● PROBLEM STATEMENT
Using the records below, transcribe word for word the stretch from the line that contains "override_src(&mut self.cover_src, cover_src);" through the line that contains "for (key, value)", both end lines included, and nothing else.

● RECORDS FOR THE EXERCISE
pub const CONFIRMATION_FINAL_STEP: u8 = 3;

const CONFIRMATION_PROMPTS: [&str; CONFIRMATION_FINAL_STEP as usize] = [
    "aur bhi kuch h👉👈",
    "pkkaaa naa??",
    "ek baar aur soch lo !",
];

#[derive(Clone, Copy, Debug, Default, PartialEq, Eq, PartialOrd, Ord)]
pub struct ConfirmationStep(u8);

impl ConfirmationStep {
    pub fn value(self) -> u8 {
        self.0
    }

    pub fn is_final(self) -> bool {
        self.0 >= CONFIRMATION_FINAL_STEP
    }

    /// Label for the button shown at this step, `None` once terminal.
    pub fn prompt(self) -> Option<&'static str> {
        CONFIRMATION_PROMPTS.get(self.0 as usize).copied()
    }

    pub(crate) fn advance(&mut self) -> bool {
        if self.is_final() {
            return false;
        }
        self.0 += 1;
        true
    }
}
use crate::action::{PageAction, PageEffect};
use crate::confirm::ConfirmationStep;
use crate::error::InteractionError;
use crate::evade::{initial_position, on_proximity, Position, SplitMix, UnitSource};
use crate::playback::PlaybackState;
use crate::reveal::{Interaction, RevealPhase, REVEAL_DELAY_MS};

pub const DEFAULT_EVADE_SEED: u64 = 0x5EED_1402;

/// Which top-level view the composer renders.
#[derive(Clone, Copy, Debug, PartialEq, Eq)]
pub enum PageView {
    Proposal,
    Cover { exiting: bool },
    Message { confirmation: ConfirmationView },
}

#[derive(Clone, Copy, Debug, PartialEq, Eq)]
pub enum ConfirmationView {
    Prompt(&'static str),
    Final,
}

#[derive(Clone, Debug, PartialEq)]
pub struct PageSnapshot {
    pub accepted: bool,
    pub phase: RevealPhase,
    pub decline: Position,
    pub confirmation: ConfirmationStep,
    pub playback: PlaybackState,
}

impl PageSnapshot {
    pub fn view(&self) -> PageView {
        if !self.accepted {
            return PageView::Proposal;
        }
        match self.phase {
            RevealPhase::Covered => PageView::Cover { exiting: false },
            RevealPhase::Revealing => PageView::Cover { exiting: true },
            RevealPhase::Revealed => {
                let confirmation = match self.confirmation.prompt() {
                    Some(label) => ConfirmationView::Prompt(label),
                    None => ConfirmationView::Final,
                };
                PageView::Message { confirmation }
            }
        }
    }
}

/// Outcome of one reducer step.
#[derive(Clone, Debug, Default, PartialEq)]
pub struct Applied {
    pub changed: bool,
    pub effect: Option<PageEffect>,
    pub rejected: Option<InteractionError>,
}

impl Applied {
    fn changed(changed: bool) -> Self {
        Self {
            changed,
            ..Self::default()
        }
    }

    fn with_effect(changed: bool, effect: PageEffect) -> Self {
        Self {
            changed,
            effect: Some(effect),
            rejected: None,
        }
    }

    fn rejected(err: InteractionError) -> Self {
        Self {
            changed: false,
            effect: None,
            rejected: Some(err),
        }
    }
}

/// Single source of truth for the page. Locally initiated playback calls are
/// requests; only resource notifications (and a failed start) move playback
/// flags.
pub struct PageState {
    interaction: Interaction,
    decline: Position,
    playback: PlaybackState,
    source: Box<dyn UnitSource>,
}

impl PageState {
    pub fn new(source: Box<dyn UnitSource>) -> Self {
        Self {
            interaction: Interaction::new(),
            decline: Position::default(),
            playback: PlaybackState::default(),
            source,
        }
    }

    pub fn interaction(&self) -> &Interaction {
        &self.interaction
    }

    pub fn playback(&self) -> PlaybackState {
        self.playback
    }

    pub fn decline(&self) -> Position {
        self.decline
    }

    pub fn snapshot(&self) -> PageSnapshot {
        PageSnapshot {
            accepted: self.interaction.accepted(),
            phase: self.interaction.phase(),
            decline: self.decline,
            confirmation: self.interaction.confirmation(),
            playback: self.playback,
        }
    }

    pub fn apply(&mut self, action: PageAction) -> Applied {
        match action {
            PageAction::Accept => Applied::changed(self.interaction.accept()),
            PageAction::PlaceDecline { container, target } => {
                if self.interaction.accepted() {
                    return Applied::changed(false);
                }
                self.move_decline(initial_position(container, target))
            }
            PageAction::DeclineApproached { container, target } => {
                if self.interaction.accepted() {
                    return Applied::changed(false);
                }
                let next = on_proximity(container, target, self.source.as_mut());
                self.move_decline(next)
            }
            PageAction::Reveal { now_ms } => match self.interaction.reveal(now_ms) {
                Ok(()) => Applied::with_effect(
                    true,
                    PageEffect::ScheduleReveal {
                        delay_ms: REVEAL_DELAY_MS,
                    },
                ),
                Err(err) => Applied::rejected(err),
            },
            PageAction::SettleReveal { now_ms } => Applied::changed(self.interaction.settle(now_ms)),
            PageAction::FinishReveal => Applied::changed(self.interaction.finish_reveal()),
            PageAction::Confirm => match self.interaction.confirm() {
                Ok(changed) => Applied::changed(changed),
                Err(err) => Applied::rejected(err),
            },
            PageAction::TogglePlayback => {
                let before = self.playback;
                let request = self.playback.toggle_playback();
                Applied::with_effect(before != self.playback, PageEffect::Playback(request))
            }
            PageAction::ToggleMute => {
                let request = self.playback.toggle_mute();
                Applied::with_effect(true, PageEffect::Playback(request))
            }
            PageAction::PlaybackRejected { media_code } => {
                let before = self.playback;
                self.playback.start_failed(media_code);
                Applied::changed(before != self.playback)
            }
            PageAction::Media(event) => Applied::changed(self.playback.apply(event)),
            PageAction::DismissStatus => {
                let had_error = self.playback.last_error.is_some();
                self.playback.dismiss();
                Applied::changed(had_error)
            }
        }
    }

    fn move_decline(&mut self, next: Position) -> Applied {
        let changed = next != self.decline;
        self.decline = next;
        Applied::changed(changed)
    }
}

impl Default for PageState {
    fn default() -> Self {
        Self::new(Box::new(SplitMix::new(DEFAULT_EVADE_SEED)))
    }
}
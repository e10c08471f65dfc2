pub const DEFAULT_AUDIO_SRC: &str = "assets/music/valentine.mp3";
pub const DEFAULT_COVER_SRC: &str = "assets/generated/message-cover.dim_1200x800.png";
pub const DEFAULT_SURPRISE_SRC: &str = "assets/generated/shona-surprise.dim_724x962.jpg";

#[derive(Clone, Debug, PartialEq, Eq)]
pub struct PageConfig {
    pub audio_src: String,
    pub cover_src: String,
    pub surprise_src: String,
    pub debug: bool,
}

impl Default for PageConfig {
    fn default() -> Self {
        Self {
            audio_src: DEFAULT_AUDIO_SRC.to_string(),
            cover_src: DEFAULT_COVER_SRC.to_string(),
            surprise_src: DEFAULT_SURPRISE_SRC.to_string(),
            debug: false,
        }
    }
}

impl PageConfig {
    /// Applies build-time asset overrides; blank values keep the default.
    pub fn with_assets(
        mut self,
        audio_src: Option<&str>,
        cover_src: Option<&str>,
        surprise_src: Option<&str>,
    ) -> Self {
        override_src(&mut self.audio_src, audio_src);
        override_src(&mut self.cover_src, cover_src);
        override_src(&mut self.surprise_src, surprise_src);
        self
    }

    /// Applies runtime flags from a location search string (`?debug=1`).
    pub fn with_query(mut self, search: &str) -> Self {
        let search = search.trim().trim_start_matches('?');
        if search.is_empty() {
            return self;
        }
        for (key, value) in url::form_urlencoded::parse(search.as_bytes()) {
            if key.eq_ignore_ascii_case("debug") {
                self.debug = parse_flag(&value);
            }
        }
        self
    }
}

fn override_src(slot: &mut String, value: Option<&str>) {
    if let Some(value) = value.map(str::trim).filter(|value| !value.is_empty()) {
        *slot = value.to_string();
    }
}

fn parse_flag(value: &str) -> bool {
    let value = value.trim();
    // A bare `?debug` counts as on.
    value.is_empty()
        || ["1", "true", "yes", "on"]
            .iter()
            .any(|flag| value.eq_ignore_ascii_case(flag))
}
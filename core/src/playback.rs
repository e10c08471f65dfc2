use crate::error::AudioError;

/// Notifications the media resource emits. Payloads carry the resource's own
/// state read at dispatch time.
#[derive(Clone, Copy, Debug, PartialEq, Eq)]
pub enum MediaEvent {
    Play,
    Pause,
    Ended,
    Error { code: Option<u16> },
    Stalled,
    Waiting,
    CanPlay,
    LoadedMetadata,
    VolumeChange { muted: bool },
}

impl MediaEvent {
    pub fn name(&self) -> &'static str {
        match self {
            MediaEvent::Play => "play",
            MediaEvent::Pause => "pause",
            MediaEvent::Ended => "ended",
            MediaEvent::Error { .. } => "error",
            MediaEvent::Stalled => "stalled",
            MediaEvent::Waiting => "waiting",
            MediaEvent::CanPlay => "canplay",
            MediaEvent::LoadedMetadata => "loadedmetadata",
            MediaEvent::VolumeChange { .. } => "volumechange",
        }
    }
}

/// What the controller should ask the resource to do.
#[derive(Clone, Copy, Debug, PartialEq, Eq)]
pub enum PlaybackRequest {
    Play,
    Pause,
    SetMuted(bool),
}

impl PlaybackRequest {
    pub fn label(&self) -> &'static str {
        match self {
            PlaybackRequest::Play => "play",
            PlaybackRequest::Pause => "pause",
            PlaybackRequest::SetMuted(true) => "mute",
            PlaybackRequest::SetMuted(false) => "unmute",
        }
    }
}

#[derive(Clone, Copy, Debug, Default, PartialEq, Eq)]
pub struct PlaybackState {
    pub is_playing: bool,
    pub is_muted: bool,
    pub last_error: Option<AudioError>,
}

impl PlaybackState {
    /// Play/pause is only requested here; `is_playing` moves when the
    /// resource reports back.
    pub fn toggle_playback(&mut self) -> PlaybackRequest {
        if self.is_playing {
            self.last_error = None;
            PlaybackRequest::Pause
        } else {
            PlaybackRequest::Play
        }
    }

    pub fn toggle_mute(&mut self) -> PlaybackRequest {
        self.is_muted = !self.is_muted;
        PlaybackRequest::SetMuted(self.is_muted)
    }

    pub fn start_failed(&mut self, media_code: Option<u16>) {
        self.last_error = Some(AudioError::from_start_failure(media_code));
        self.is_playing = false;
    }

    pub fn dismiss(&mut self) {
        self.last_error = None;
    }

    /// Reconciles with a resource notification. Returns whether anything
    /// visible changed.
    pub fn apply(&mut self, event: MediaEvent) -> bool {
        let before = *self;
        match event {
            MediaEvent::Play => {
                self.is_playing = true;
                self.last_error = None;
            }
            MediaEvent::Pause | MediaEvent::Ended => {
                self.is_playing = false;
            }
            MediaEvent::Error { code } => {
                self.last_error = Some(AudioError::from_media_code(code));
                self.is_playing = false;
            }
            MediaEvent::VolumeChange { muted } => {
                self.is_muted = muted;
            }
            MediaEvent::Stalled
            | MediaEvent::Waiting
            | MediaEvent::CanPlay
            | MediaEvent::LoadedMetadata => {}
        }
        before != *self
    }
}
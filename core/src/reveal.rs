use crate::confirm::ConfirmationStep;
use crate::error::InteractionError;

pub const REVEAL_DELAY_MS: u32 = 600;

#[derive(Clone, Copy, Debug, Default, PartialEq, Eq)]
pub enum RevealPhase {
    #[default]
    Covered,
    Revealing,
    Revealed,
}

/// Accept → cover → reveal progression plus the post-reveal confirmation
/// counter. All transitions are forward-only.
#[derive(Clone, Debug, Default, PartialEq)]
pub struct Interaction {
    accepted: bool,
    phase: RevealPhase,
    reveal_started_at: Option<f64>,
    confirmation: ConfirmationStep,
}

impl Interaction {
    pub fn new() -> Self {
        Self::default()
    }

    pub fn accepted(&self) -> bool {
        self.accepted
    }

    pub fn phase(&self) -> RevealPhase {
        self.phase
    }

    pub fn confirmation(&self) -> ConfirmationStep {
        self.confirmation
    }

    /// Returns `true` only on the first call.
    pub fn accept(&mut self) -> bool {
        if self.accepted {
            return false;
        }
        self.accepted = true;
        self.phase = RevealPhase::Covered;
        self.reveal_started_at = None;
        true
    }

    pub fn reveal(&mut self, now_ms: f64) -> Result<(), InteractionError> {
        if !self.accepted {
            return Err(InteractionError::NotAccepted);
        }
        if self.phase != RevealPhase::Covered {
            return Err(InteractionError::NotCovered { found: self.phase });
        }
        self.phase = RevealPhase::Revealing;
        self.reveal_started_at = Some(now_ms);
        Ok(())
    }

    /// Completes a pending reveal once the delay has elapsed at `now_ms`.
    pub fn settle(&mut self, now_ms: f64) -> bool {
        let Some(started_at) = self.reveal_started_at else {
            return false;
        };
        if self.phase != RevealPhase::Revealing {
            return false;
        }
        if now_ms - started_at < f64::from(REVEAL_DELAY_MS) {
            return false;
        }
        self.finish_reveal()
    }

    /// Timer-driven completion; the caller owns the timing.
    pub fn finish_reveal(&mut self) -> bool {
        if self.phase != RevealPhase::Revealing {
            return false;
        }
        self.phase = RevealPhase::Revealed;
        self.reveal_started_at = None;
        true
    }

    /// Advances the confirmation counter. `Ok(false)` once terminal.
    pub fn confirm(&mut self) -> Result<bool, InteractionError> {
        if self.phase != RevealPhase::Revealed {
            return Err(InteractionError::NotRevealed);
        }
        Ok(self.confirmation.advance())
    }
}
use valentine_core::attribution::ATTRIBUTION_BASE;
use valentine_core::{attribution_url, PageConfig};

pub(crate) fn load_page_config() -> PageConfig {
    let config = PageConfig::default().with_assets(
        option_env!("VALENTINE_AUDIO_SRC"),
        option_env!("VALENTINE_COVER_SRC"),
        option_env!("VALENTINE_SURPRISE_SRC"),
    );
    let Some(window) = web_sys::window() else {
        return config;
    };
    let search = window.location().search().unwrap_or_default();
    config.with_query(&search)
}

/// `None` only without a window; `file://` pages yield an empty host.
pub(crate) fn current_hostname() -> Option<String> {
    let window = web_sys::window()?;
    Some(window.location().hostname().unwrap_or_default())
}

pub(crate) fn attribution_href() -> String {
    match attribution_url(current_hostname().as_deref()) {
        Ok(url) => url.into(),
        Err(err) => {
            gloo::console::warn!("attribution link fallback", err.to_string());
            ATTRIBUTION_BASE.to_string()
        }
    }
}

pub(crate) fn current_year() -> u32 {
    js_sys::Date::new_0().get_full_year()
}
use valentine_core::error::MEDIA_ERR_DECODE;
use valentine_core::{
    ConfirmationView, InteractionError, MediaEvent, PageAction, PageEffect, PageState, PageView,
    PlaybackRequest, Position, RevealPhase, Size, SplitMix, EVADE_MARGIN,
};

const CONTAINER: Size = Size {
    width: 640.0,
    height: 256.0,
};
const TARGET: Size = Size {
    width: 120.0,
    height: 56.0,
};

fn page() -> PageState {
    PageState::new(Box::new(SplitMix::new(11)))
}

fn revealed_page() -> PageState {
    let mut state = page();
    state.apply(PageAction::Accept);
    state.apply(PageAction::Reveal { now_ms: 0.0 });
    state.apply(PageAction::SettleReveal { now_ms: 700.0 });
    state
}

#[test]
fn fresh_load_shows_proposal() {
    let state = page();
    let snapshot = state.snapshot();
    assert!(!snapshot.accepted);
    assert_eq!(snapshot.view(), PageView::Proposal);
    assert!(!snapshot.playback.is_playing);
}

#[test]
fn accept_then_reveal_then_wait() {
    let mut state = page();
    assert!(state.apply(PageAction::Accept).changed);
    assert_eq!(state.snapshot().view(), PageView::Cover { exiting: false });

    let applied = state.apply(PageAction::Reveal { now_ms: 50.0 });
    assert!(applied.changed);
    assert_eq!(applied.effect, Some(PageEffect::ScheduleReveal { delay_ms: 600 }));
    assert_eq!(state.snapshot().view(), PageView::Cover { exiting: true });

    assert!(!state.apply(PageAction::SettleReveal { now_ms: 600.0 }).changed);
    assert_eq!(state.snapshot().phase, RevealPhase::Revealing);

    assert!(state.apply(PageAction::SettleReveal { now_ms: 750.0 }).changed);
    let snapshot = state.snapshot();
    assert_eq!(snapshot.phase, RevealPhase::Revealed);
    assert_eq!(snapshot.confirmation.value(), 0);
    assert_eq!(
        snapshot.view(),
        PageView::Message {
            confirmation: ConfirmationView::Prompt("aur bhi kuch h👉👈")
        }
    );
}

#[test]
fn double_accept_matches_single_accept() {
    let mut once = page();
    once.apply(PageAction::Accept);
    let mut twice = page();
    twice.apply(PageAction::Accept);
    assert!(!twice.apply(PageAction::Accept).changed);
    assert_eq!(once.snapshot(), twice.snapshot());
}

#[test]
fn reveal_before_accept_is_rejected() {
    let mut state = page();
    let applied = state.apply(PageAction::Reveal { now_ms: 0.0 });
    assert_eq!(applied.rejected, Some(InteractionError::NotAccepted));
    assert_eq!(applied.effect, None);
    state.apply(PageAction::FinishReveal);
    assert_eq!(state.snapshot().view(), PageView::Proposal);
}

#[test]
fn timer_completion_reveals() {
    let mut state = page();
    state.apply(PageAction::Accept);
    state.apply(PageAction::Reveal { now_ms: 0.0 });
    assert!(state.apply(PageAction::FinishReveal).changed);
    assert_eq!(state.snapshot().phase, RevealPhase::Revealed);
    assert!(!state.apply(PageAction::FinishReveal).changed);
}

#[test]
fn three_confirmations_reach_final_view() {
    let mut state = revealed_page();
    for _ in 0..3 {
        assert!(state.apply(PageAction::Confirm).changed);
    }
    let snapshot = state.snapshot();
    assert_eq!(snapshot.confirmation.value(), 3);
    let final_view = PageView::Message {
        confirmation: ConfirmationView::Final,
    };
    assert_eq!(snapshot.view(), final_view);
    assert!(!state.apply(PageAction::Confirm).changed);
    assert_eq!(state.snapshot().view(), final_view);
}

#[test]
fn confirm_before_reveal_is_rejected() {
    let mut state = page();
    state.apply(PageAction::Accept);
    let applied = state.apply(PageAction::Confirm);
    assert_eq!(applied.rejected, Some(InteractionError::NotRevealed));
}

#[test]
fn decline_starts_centered_and_evades_within_bounds() {
    let mut state = page();
    state.apply(PageAction::PlaceDecline {
        container: CONTAINER,
        target: TARGET,
    });
    assert_eq!(state.decline(), Position { x: 240.0, y: 80.0 });
    let max_x = CONTAINER.width - TARGET.width - EVADE_MARGIN;
    let max_y = CONTAINER.height - TARGET.height - EVADE_MARGIN;
    for _ in 0..50 {
        state.apply(PageAction::DeclineApproached {
            container: CONTAINER,
            target: TARGET,
        });
        let pos = state.decline();
        assert!((0.0..=max_x).contains(&pos.x));
        assert!((0.0..=max_y).contains(&pos.y));
    }
}

#[test]
fn decline_is_frozen_after_accept() {
    let mut state = page();
    state.apply(PageAction::PlaceDecline {
        container: CONTAINER,
        target: TARGET,
    });
    state.apply(PageAction::Accept);
    let before = state.decline();
    let applied = state.apply(PageAction::DeclineApproached {
        container: CONTAINER,
        target: TARGET,
    });
    assert!(!applied.changed);
    assert_eq!(state.decline(), before);
}

#[test]
fn toggle_playback_waits_for_resource() {
    let mut state = page();
    let applied = state.apply(PageAction::TogglePlayback);
    assert_eq!(applied.effect, Some(PageEffect::Playback(PlaybackRequest::Play)));
    assert!(!state.playback().is_playing);
    state.apply(PageAction::Media(MediaEvent::Play));
    assert!(state.playback().is_playing);
    let applied = state.apply(PageAction::TogglePlayback);
    assert_eq!(applied.effect, Some(PageEffect::Playback(PlaybackRequest::Pause)));
    assert!(state.playback().is_playing);
}

#[test]
fn decode_error_on_first_toggle() {
    let mut state = page();
    state.apply(PageAction::TogglePlayback);
    state.apply(PageAction::Media(MediaEvent::Error {
        code: Some(MEDIA_ERR_DECODE),
    }));
    state.apply(PageAction::PlaybackRejected {
        media_code: Some(MEDIA_ERR_DECODE),
    });
    let playback = state.playback();
    assert!(!playback.is_playing);
    assert_eq!(
        playback.last_error.map(|err| err.to_string()).as_deref(),
        Some("Audio file could not be decoded.")
    );
}

#[test]
fn dismiss_clears_only_error() {
    let mut state = page();
    state.apply(PageAction::TogglePlayback);
    state.apply(PageAction::PlaybackRejected { media_code: None });
    assert!(state.playback().last_error.is_some());
    assert!(state.apply(PageAction::DismissStatus).changed);
    assert_eq!(state.playback().last_error, None);
    assert!(!state.playback().is_playing);
    assert!(!state.apply(PageAction::DismissStatus).changed);
}

#[test]
fn mute_mirrors_immediately_and_reconciles() {
    let mut state = page();
    let applied = state.apply(PageAction::ToggleMute);
    assert_eq!(applied.effect, Some(PageEffect::Playback(PlaybackRequest::SetMuted(true))));
    assert!(state.playback().is_muted);
    state.apply(PageAction::Media(MediaEvent::VolumeChange { muted: false }));
    assert!(!state.playback().is_muted);
}

#[test]
fn audio_failures_leave_interaction_alone() {
    let mut state = revealed_page();
    state.apply(PageAction::Confirm);
    let before = state.snapshot();
    state.apply(PageAction::Media(MediaEvent::Error { code: None }));
    let after = state.snapshot();
    assert_eq!(after.view(), before.view());
    assert_eq!(after.confirmation, before.confirmation);
}
use url::Url;

pub const ATTRIBUTION_BASE: &str = "https://caffeine.ai/";
pub const ATTRIBUTION_FALLBACK_HOST: &str = "valentine-app";

/// Footer link carrying the current host name as `utm_content`. The fallback
/// host applies only when there is no window; an empty host name (`file://`)
/// is sent as is.
pub fn attribution_url(hostname: Option<&str>) -> Result<Url, url::ParseError> {
    let host = hostname.map_or(ATTRIBUTION_FALLBACK_HOST, str::trim);
    let mut url = Url::parse(ATTRIBUTION_BASE)?;
    url.query_pairs_mut()
        .append_pair("utm_source", "Caffeine-footer")
        .append_pair("utm_medium", "referral")
        .append_pair("utm_content", host);
    Ok(url)
}
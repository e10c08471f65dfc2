mod app_router;
mod app_runtime;
mod audio;
mod content;
mod input;
mod message_view;
mod page_core;
mod proposal_view;
mod yew_app;

fn main() {
    console_error_panic_hook::set_once();
    yew_app::run();
}
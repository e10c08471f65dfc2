use std::cell::RefCell;
use std::rc::{Rc, Weak};

use gloo::timers::callback::Timeout;
use valentine_core::{
    MediaEvent, PageAction, PageConfig, PageEffect, PageSnapshot, PageState, PlaybackRequest,
};

use crate::audio::{AudioController, MediaSink};
use crate::input::MathRandom;

pub(crate) type PageSubscriber = Rc<dyn Fn()>;

/// Owns the page state and everything with a lifetime: subscribers, the
/// pending reveal timer and the audio controller. Views only read snapshots
/// and send actions.
pub(crate) struct PageCore {
    this: Weak<PageCore>,
    config: PageConfig,
    state: RefCell<PageState>,
    snapshot: RefCell<PageSnapshot>,
    subscribers: Rc<RefCell<Vec<PageSubscriber>>>,
    audio: RefCell<Option<AudioController>>,
    reveal_timer: RefCell<Option<Timeout>>,
}

impl PageCore {
    pub(crate) fn new(config: PageConfig) -> Rc<Self> {
        let core = Rc::new_cyclic(|this| {
            let state = PageState::new(Box::new(MathRandom));
            let snapshot = state.snapshot();
            Self {
                this: this.clone(),
                config,
                state: RefCell::new(state),
                snapshot: RefCell::new(snapshot),
                subscribers: Rc::new(RefCell::new(Vec::new())),
                audio: RefCell::new(None),
                reveal_timer: RefCell::new(None),
            }
        });
        core.attach_audio();
        core
    }

    pub(crate) fn config(&self) -> &PageConfig {
        &self.config
    }

    pub(crate) fn snapshot(&self) -> PageSnapshot {
        self.snapshot.borrow().clone()
    }

    pub(crate) fn subscribe(&self, subscriber: PageSubscriber) -> PageSubscription {
        self.subscribers.borrow_mut().push(subscriber.clone());
        PageSubscription {
            subscriber,
            subscribers: Rc::clone(&self.subscribers),
        }
    }

    pub(crate) fn dispatch(&self, action: PageAction) {
        if let PageAction::Media(event) = &action {
            self.log_media_event(*event);
        }
        let reports_error = matches!(
            action,
            PageAction::PlaybackRejected { .. } | PageAction::Media(MediaEvent::Error { .. })
        );
        let applied = self.state.borrow_mut().apply(action);
        if let Some(err) = applied.rejected {
            gloo::console::warn!("page action ignored", err.to_string());
        }
        if applied.changed {
            self.refresh_snapshot();
        }
        if reports_error {
            if let Some(err) = self.snapshot.borrow().playback.last_error {
                gloo::console::error!("Audio error:", err.to_string());
            }
        }
        if let Some(effect) = applied.effect {
            self.run_effect(effect);
        }
        if applied.changed {
            self.notify_subscribers();
        }
    }

    /// Releases the timer and the audio subscriptions. A reveal still pending
    /// is dropped without touching state.
    pub(crate) fn shutdown(&self) {
        self.reveal_timer.borrow_mut().take();
        self.audio.borrow_mut().take();
        self.subscribers.borrow_mut().clear();
    }

    #[cfg(test)]
    pub(crate) fn reveal_pending(&self) -> bool {
        self.reveal_timer.borrow().is_some()
    }

    fn attach_audio(&self) {
        let this = self.this.clone();
        let sink: MediaSink = Rc::new(move |event| {
            if let Some(core) = this.upgrade() {
                core.dispatch(PageAction::Media(event));
            }
        });
        match AudioController::new(&self.config.audio_src, sink) {
            Ok(controller) => {
                if self.config.debug {
                    gloo::console::log!(
                        "audio attached",
                        self.config.audio_src.clone(),
                        controller.listener_count()
                    );
                }
                *self.audio.borrow_mut() = Some(controller);
            }
            Err(err) => {
                gloo::console::error!("failed to create audio element", err);
            }
        }
    }

    fn run_effect(&self, effect: PageEffect) {
        match effect {
            PageEffect::ScheduleReveal { delay_ms } => {
                let this = self.this.clone();
                let timer = Timeout::new(delay_ms, move || {
                    if let Some(core) = this.upgrade() {
                        core.dispatch(PageAction::FinishReveal);
                    }
                });
                *self.reveal_timer.borrow_mut() = Some(timer);
            }
            PageEffect::Playback(request) => self.request_playback(request),
        }
    }

    fn request_playback(&self, request: PlaybackRequest) {
        if self.config.debug {
            gloo::console::log!("playback request", request.label());
        }
        if self.audio.borrow().is_none() {
            if request == PlaybackRequest::Play {
                self.dispatch(PageAction::PlaybackRejected { media_code: None });
            }
            return;
        }
        let audio = self.audio.borrow();
        let Some(audio) = audio.as_ref() else {
            return;
        };
        match request {
            PlaybackRequest::Play => {
                let this = self.this.clone();
                audio.play(move |media_code| {
                    if let Some(core) = this.upgrade() {
                        core.dispatch(PageAction::PlaybackRejected { media_code });
                    }
                });
            }
            PlaybackRequest::Pause => audio.pause(),
            PlaybackRequest::SetMuted(muted) => audio.set_muted(muted),
        }
    }

    fn log_media_event(&self, event: MediaEvent) {
        match event {
            MediaEvent::Stalled => gloo::console::warn!("Audio loading stalled"),
            MediaEvent::Waiting => gloo::console::warn!("Audio buffering"),
            MediaEvent::CanPlay if self.config.debug => gloo::console::log!("Audio can play"),
            MediaEvent::LoadedMetadata if self.config.debug => {
                gloo::console::log!("Audio metadata loaded")
            }
            _ if self.config.debug => gloo::console::log!("audio event", event.name()),
            _ => {}
        }
    }

    fn refresh_snapshot(&self) {
        let next = self.state.borrow().snapshot();
        *self.snapshot.borrow_mut() = next;
    }

    fn notify_subscribers(&self) {
        let subscribers = self.subscribers.borrow().clone();
        for subscriber in subscribers {
            (subscriber)();
        }
    }
}

pub(crate) struct PageSubscription {
    subscriber: PageSubscriber,
    subscribers: Rc<RefCell<Vec<PageSubscriber>>>,
}

impl Drop for PageSubscription {
    fn drop(&mut self) {
        let mut subscribers = self.subscribers.borrow_mut();
        subscribers.retain(|item| !Rc::ptr_eq(item, &self.subscriber));
    }
}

● SOLVED PROBLEM
        override_src(&mut self.cover_src, cover_src);
        override_src(&mut self.surprise_src, surprise_src);
        self
    }

    /// Applies runtime flags from a location search string (`?debug=1`).
    pub fn with_query(mut self, search: &str) -> Self {
        let search = search.trim().trim_start_matches('?');
        if search.is_empty() {
            return self;
        }
        for (key, value) in url::form_urlencoded::parse(search.as_bytes()) {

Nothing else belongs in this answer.